Farmers in Laikipia County have decried the invasion of their farms by a stubborn weed.
The farmers in Marmanet, Githiga, Salama, Ol Moran, and Rumuruti wards are now a worried lot after the dalmatian toadflax weed invaded their maize and wheat farms, occasioning them huge losses.
The weed, characterised by purple flowers, has dominated many farms, with farmers attributing it to poor farm practices and lack of effective herbicides to get rid of it from their farms.
According to the farmers who had no standard name for the weed (they referred to it as Gichini, translated as ‘pricky’), failure to tame the weed at a tender stage resulted in low yields, since the weeds were dominant.
“If the tractor plates are not washed well after the last plough, then the next farm is bound to get the weed. It is hard to control it once a farmer plants his maize or wheat. The weed takes up most of the nutrients leading to a handful harvest,” said Mr Samuel Kariuki, a farmer at Marmanet area.
He said that the dry season was not a hindrance to the weeds' growth as most farms had dazzling purple-flowered plants, despite the dry spell.
“The weed outgrows the crops in the farms as it grows twice as fast as the crops.

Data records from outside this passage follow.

//! [`ConceptRegistry`] – write-once store of concept descriptors.
//!
//! Descriptors are keyed by concept name and live for the process lifetime.
//! There is no update or delete: registering a name twice is rejected with
//! [`C2cError::DuplicateConcept`] and the first descriptor stays in place.
//! Concurrent registrations of the same name are linearized by the map's
//! entry API, so exactly one of them wins.

use std::sync::Arc;

use aliveos_types::{C2cError, ConceptDescriptor};
use dashmap::DashMap;
use dashmap::mapref::entry::Entry;
use tracing::{error, info};

#[derive(Debug, Default)]
pub struct ConceptRegistry {
    concepts: DashMap<String, Arc<ConceptDescriptor>>,
}

impl ConceptRegistry {
    pub fn new() -> Self {
        Self::default()
    }

    /// Insert `descriptor` under its own name.
    ///
    /// # Errors
    ///
    /// [`C2cError::DuplicateConcept`] when the name is already registered.
    pub fn register(&self, descriptor: ConceptDescriptor) -> Result<(), C2cError> {
        match self.concepts.entry(descriptor.name.clone()) {
            Entry::Occupied(_) => {
                error!(concept = %descriptor.name, "Command concept already exists!");
                Err(C2cError::DuplicateConcept(descriptor.name))
            }
            Entry::Vacant(slot) => {
                info!(
                    concept = %descriptor.name,
                    modifiers = descriptor.entries.len(),
                    "concept registered"
                );
                slot.insert(Arc::new(descriptor));
                Ok(())
            }
        }
    }

    /// Pure read.  `None` lets the caller pick its own error.
    pub fn lookup(&self, name: &str) -> Option<Arc<ConceptDescriptor>> {
        self.concepts.get(name).map(|entry| Arc::clone(entry.value()))
    }

    /// Registered concept names, sorted.
    pub fn names(&self) -> Vec<String> {
        let mut names: Vec<String> = self.concepts.iter().map(|e| e.key().clone()).collect();
        names.sort();
        names
    }

    pub fn len(&self) -> usize {
        self.concepts.len()
    }

    pub fn is_empty(&self) -> bool {
        self.concepts.is_empty()
    }
}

We are now forced to buy strong herbicides to kill the weeds and their roots, which in turn damage crops,” noted Mr Gabriel Kipkemboi, another farmer.
The farmers have since called on the County Government to send extension officers to advise them what affordable herbicides were available to clear the weed.
"We need urgent solutions to eliminate the weed. The plant, which has dominated most of our farms, has proved to be resistant to herbicides," said Ms Agnes Wambui.